There is also a financial aspect to the differences between systems. More biopsies lead to more repeat FNAs, molecular testing, specialist consultations, surgeries, and follow-ups. The use of molecular markers may also be influenced by biopsy thresholds, as more biopsies would lead to more indeterminate cytologies. Therefore, the choice of TIRADS system may affect health care utilization and costs.

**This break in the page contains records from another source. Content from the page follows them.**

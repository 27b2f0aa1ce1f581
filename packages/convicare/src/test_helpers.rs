use std::io;
use std::sync::{Arc, Mutex, MutexGuard, TryLockError};
use tracing_subscriber::fmt::MakeWriter;

/// Runs a function with all CV_ environment variables unset
pub(crate) fn with_no_cv_vars<F: FnOnce() -> R, R>(f: F) -> R {
    let cv_vars = std::env::vars()
        .map(|(k, _v)| k)
        .filter(|k| k.starts_with("CV_"))
        .collect::<Vec<_>>();

    temp_env::with_vars_unset(&cv_vars, f)
}

// Mock Writer for flexibly testing the logging behaviour, copy-pasted from
// tracing_subscriber's internal test code (with JSON functionality deleted).
// https://github.com/tokio-rs/tracing/blob/b02a700ba6850ad813f77e65144114f866074a8f/tracing-subscriber/src/fmt/mod.rs#L1247-L1314
pub(crate) struct MockWriter {
    buf: Arc<Mutex<Vec<u8>>>,
}

impl MockWriter {
    pub(crate) fn new(buf: Arc<Mutex<Vec<u8>>>) -> Self {
        Self { buf }
    }

    pub(crate) fn map_error<Guard>(err: TryLockError<Guard>) -> io::Error {
        match err {
            TryLockError::WouldBlock => io::Error::from(io::ErrorKind::WouldBlock),
            TryLockError::Poisoned(_) => io::Error::from(io::ErrorKind::Other),
        }
    }

    pub(crate) fn buf(&self) -> io::Result<MutexGuard<'_, Vec<u8>>> {
        self.buf.try_lock().map_err(Self::map_error)
    }
}

impl io::Write for MockWriter {
    fn write(&mut self, buf: &[u8]) -> io::Result<usize> {
        self.buf()?.write(buf)
    }

    fn flush(&mut self) -> io::Result<()> {
        self.buf()?.flush()
    }
}

#[derive(Clone, Default)]
pub(crate) struct MockMakeWriter {
    buf: Arc<Mutex<Vec<u8>>>,
}

impl MockMakeWriter {
    pub(crate) fn get_string(&self) -> String {
        let mut buf = self.buf.lock().expect("lock shouldn't be poisoned");
        let string = std::str::from_utf8(&buf[..])
            .expect("formatter should not have produced invalid utf-8")
            .to_owned();
        buf.clear();
        string
    }
}

impl<'a> MakeWriter<'a> for MockMakeWriter {
    type Writer = MockWriter;

    fn make_writer(&'a self) -> Self::Writer {
        MockWriter::new(self.buf.clone())
    }
}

An international working group recently proposed a standardized ultrasound lexicon and is currently working on a unified International TIRADS (I-TIRADS). 8 At the same time, the upcoming ATA guidelines are expected to introduce a more flexible approach to biopsy decisions, with FNA size ranges rather than strict cutoffs for some risk categories. This may allow greater incorporation of patient preference and physician approach into decision-making.
Until international consensus is achieved, hospitals, health care networks, and national societies should ideally standardize which RSS is used within their systems. The use of different systems may lead to different recommendations regarding biopsy or follow-up for individual patients, potentially creating confusion for both patients and clinicians. Greater standardization and continued international collaboration may help improve consistency and quality in the management of thyroid nodules.